UNIFIO realizou evento sobre o Dia da Luta Antimanicomial no Brasil

Evento teve a participação dos Cursos de Direito, Engenharia Civil, Farmácia e Psicologia

O Centro Universitário de Ourinhos – UNIFIO realizou, no dia 18 de maio, um grande evento acadêmico com a proposta principal de falar sobre a Luta Antimanicomial no Brasil – por uma sociedade sem manicômios e que cuida do sofrimento psíquico em liberdade – e debater o tema: “Higienismo Social, medicalização e patologização da vida: como pensar a saúde mental na contemporaneidade?”

A organização do evento foi resultado de esforço comum dos Cursos de Psicologia, Direito, Farmácia e Engenharia Cívil, coordenados, respectivamente, pelos professores Felipe Ferreira Pinto, Fernando Quinteiro, Cristiane Guarido e Daniel Traglia. A temática, inerente a toda e qualquer área do conhecimento, possibilitou reafirmar a aproximação e a integração das áreas do saber no espaço da Universidade que estão dedicadas, principalmente, a produzir melhorias na qualidade de vida da comunidade externa propondo e incentivando, em especial, discussões que tenham como projeto ético e político, a defesa da vida e a construção coletiva de uma saúde mental como um direito de todas(os).

A mesa redonda multidisciplinar, comandada pelo coordenador do Curso de Psicologia professor Felipe Ferreira Pinto, teve a participação dos professores Angélica Rodrigues Alves (Direito), Bárbara Sinibaldi (Psicologia) e Paulo Roque Obreli Neto (Farmácia).

Segundo o coordenador do Curso de Psicologia professor Felipe Ferreira, “a construção da ação reafirma, neste sentido, a necessidade identificada pelos cursos envolvidos, para que juntos possamos relembrar o quanto as práticas manicomiais direcionadas ao cuidado das pessoas em sofrimento psíquico devem ser abandonadas, pois entendemos que saúde não é um bem a ser comercializado e a loucura não é algo que precisa ser trancado e estigmatizado”.

De acordo com o professor Felipe, “a preocupação acerca do tema da luta antimanicomial no Brasil, como uma discussão inerente a formação dos discentes no âmbito da UNIFIO, significa, dentre outras questões, que em todo 18 de maio diversos setores da sociedade civil organizada, tanto nos espaços de controle social, quantos dos movimentos sociais a favor da saúde como um direito de todos, lembrem o quanto podemos fazer a diferença na vida dos sujeitos, a partir de uma escuta qualificada, do uso adequado de medicamentos, da garantia do direito de existir no campo da justiça e, por fim, que toda e qualquer construção de um espaço físico precisa ser visto como mais uma ação de garantia de direitos, arquitetada e edificada como uma engenheira que pensa os mínimos detalhes daquilo que se efetiva e se defende, sobremaneira,  no campo das relações sociais do cotidiano”.

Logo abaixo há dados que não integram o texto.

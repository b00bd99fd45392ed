//! Parser for plain and gzip-compressed FASTA reference files.

use std::fs::File;
use std::io::{BufRead, BufReader, Read};
use std::path::Path;

use flate2::read::MultiGzDecoder;

use crate::error::Error;

/// Reads gzip-compressed FASTA and returns `(name, sequence)` pairs.
pub fn parse_fasta_gz<R: Read>(reader: R) -> Result<Vec<(String, Vec<u8>)>, Error> {
    parse_fasta(BufReader::new(MultiGzDecoder::new(reader)))
}

/// Reads a `.fa`/`.fasta` file, decompressing when the name ends in `.gz`.
pub fn parse_fasta_path(path: &Path) -> Result<Vec<(String, Vec<u8>)>, Error> {
    let file = File::open(path)?;
    if path.extension().is_some_and(|ext| ext == "gz") {
        parse_fasta_gz(file)
    } else {
        parse_fasta(BufReader::new(file))
    }
}

/// Reads FASTA records in file order.
///
/// The record name is the first whitespace-delimited token of the header.
/// Sequence bases are uppercased so soft-masked regions compare equal.
pub fn parse_fasta<R: BufRead>(reader: R) -> Result<Vec<(String, Vec<u8>)>, Error> {
    let mut records: Vec<(String, Vec<u8>)> = Vec::new();
    let mut current: Option<(String, Vec<u8>)> = None;

    for (line_num, line) in reader.lines().enumerate() {
        let line = line?;
        if let Some(header) = line.strip_prefix('>') {
            if let Some(done) = current.take() {
                records.push(done);
            }
            let name = header.split_whitespace().next().ok_or_else(|| {
                Error::Parse(format!("empty FASTA header (line {})", line_num + 1))
            })?;
            current = Some((name.to_string(), Vec::new()));
        } else if let Some((_, seq)) = current.as_mut() {
            let start = seq.len();
            seq.extend_from_slice(line.trim().as_bytes());
            seq[start..].make_ascii_uppercase();
        } else if !line.trim().is_empty() {
            return Err(Error::Parse(format!(
                "sequence data before first FASTA header (line {})",
                line_num + 1
            )));
        }
    }

    if let Some(done) = current {
        records.push(done);
    }
    Ok(records)
}

#[cfg(test)]
mod tests {
    use super::*;
    use flate2::Compression;
    use flate2::write::GzEncoder;
    use std::io::{Cursor, Write};

    fn make_gz(content: &[u8]) -> Vec<u8> {
        let mut encoder = GzEncoder::new(Vec::new(), Compression::fast());
        encoder.write_all(content).unwrap();
        encoder.finish().unwrap()
    }

    #[test]
    fn parse_multiple_sequences() {
        let fasta = b">chr1 assembled\nACGT\n>chr2\nTTTT\naaaa\n>chr3\nGGG\n";
        let records = parse_fasta(Cursor::new(&fasta[..])).unwrap();
        assert_eq!(records.len(), 3);
        assert_eq!(records[0], ("chr1".to_string(), b"ACGT".to_vec()));
        assert_eq!(records[1], ("chr2".to_string(), b"TTTTAAAA".to_vec()));
        assert_eq!(records[2], ("chr3".to_string(), b"GGG".to_vec()));
    }

    #[test]
    fn parse_gzip() {
        let gz = make_gz(b">chrM\nGATCACAGG\nTCTATCACC\n");
        let records = parse_fasta_gz(Cursor::new(gz)).unwrap();
        assert_eq!(records[0].0, "chrM");
        assert_eq!(records[0].1, b"GATCACAGGTCTATCACC");
    }

    #[test]
    fn parse_from_path() {
        let dir = tempfile::tempdir().unwrap();
        let plain = dir.path().join("ref.fa");
        std::fs::write(&plain, ">chr1\nACGT\n").unwrap();
        let gz = dir.path().join("ref.fa.gz");
        std::fs::write(&gz, make_gz(b">chr1\nACGT\n")).unwrap();
        for path in [plain, gz] {
            assert_eq!(parse_fasta_path(&path).unwrap()[0].1, b"ACGT");
        }
    }

    #[test]
    fn malformed_input() {
        assert!(parse_fasta(Cursor::new(&b">\nACGT\n"[..])).is_err());
        assert!(parse_fasta(Cursor::new(&b"ACGT\n>chr1\n"[..])).is_err());
    }
}
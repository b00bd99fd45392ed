//! Genic region classification of positions, regions and reads.

pub mod classifier;
pub mod region;

pub use classifier::{GenicRegionClassifier, MITOCHONDRIAL_REFERENCES, reconcile};
pub use region::{GenicRegion, RegionTraits};
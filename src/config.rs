use std::path::{Path, PathBuf};

use anyhow::{Context, Result, bail};
use serde::Deserialize;

use crate::index::BIN_SIZE;
use crate::model::LoadOptions;

fn default_bin_size() -> i64 {
    BIN_SIZE
}

#[derive(Debug, Deserialize)]
#[serde(rename_all = "camelCase")]
pub struct AnnotationConfig {
    pub gtf: PathBuf,
    #[serde(default)]
    pub fasta: Option<PathBuf>,
    #[serde(default)]
    pub required_tags: Vec<String>,
    #[serde(default = "default_bin_size")]
    pub bin_size: i64,
}

impl AnnotationConfig {
    pub fn from_file(path: &Path) -> Result<Self> {
        let content = std::fs::read_to_string(path)
            .with_context(|| format!("failed to read config file: {}", path.display()))?;
        let mut config: Self = serde_json::from_str(&content)
            .with_context(|| format!("failed to parse config file: {}", path.display()))?;
        config.validate()?;

        // Relative paths are relative to the config file
        if let Some(dir) = path.parent() {
            config.gtf = resolve(dir, &config.gtf);
            config.fasta = config.fasta.as_deref().map(|f| resolve(dir, f));
        }
        Ok(config)
    }

    fn validate(&self) -> Result<()> {
        if self.gtf.as_os_str().is_empty() {
            bail!("'gtf' must name a GTF file");
        }
        if self.bin_size <= 0 {
            bail!("invalid binSize {}: must be positive", self.bin_size);
        }
        if let Some(i) = self.required_tags.iter().position(|t| t.trim().is_empty()) {
            bail!("requiredTags[{i}] is empty");
        }
        Ok(())
    }

    /// The FASTA path, or an error naming the binary that needs it.
    pub fn require_fasta(&self, tool: &str) -> Result<&Path> {
        match &self.fasta {
            Some(path) => Ok(path),
            None => bail!("{tool} requires 'fasta' in the config file"),
        }
    }

    #[must_use]
    pub fn load_options(&self) -> LoadOptions {
        LoadOptions {
            required_tags: self.required_tags.clone(),
            bin_size: self.bin_size,
        }
    }
}

fn resolve(dir: &Path, path: &Path) -> PathBuf {
    if path.is_absolute() {
        path.to_path_buf()
    } else {
        dir.join(path)
    }
}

E ressalta “ou seja, escutar, medicar, dar acesso jurídico só podem fazer morada e se experenciar nas relações se o espaço físico propiciar, igualmente, na sua edificação, diálogo e construção coletiva das formas de convívio”. “Portanto, a discussão no espaço acadêmico e voltada para os discentes de todos os cursos da UNIFIO, se preocupa com a formação de profissionais conscientes da responsabilidade que carregam quando assumem um lugar social da profissão escolhida, pois é a partir desta prática que eles irão  pensar como nosso projeto de sociedade precisa, necessariamente, rever suas práticas cotidianas voltadas ao cuidado das pessoas na sociedade contemporânea e olhar para as possibilidades de construir um mundo que seja mais igualitário, menos desigual e que tenha como direcionamento a defesa das formas de cuidado, que sejam humanizadas, éticas e de responsabilidade de todos”.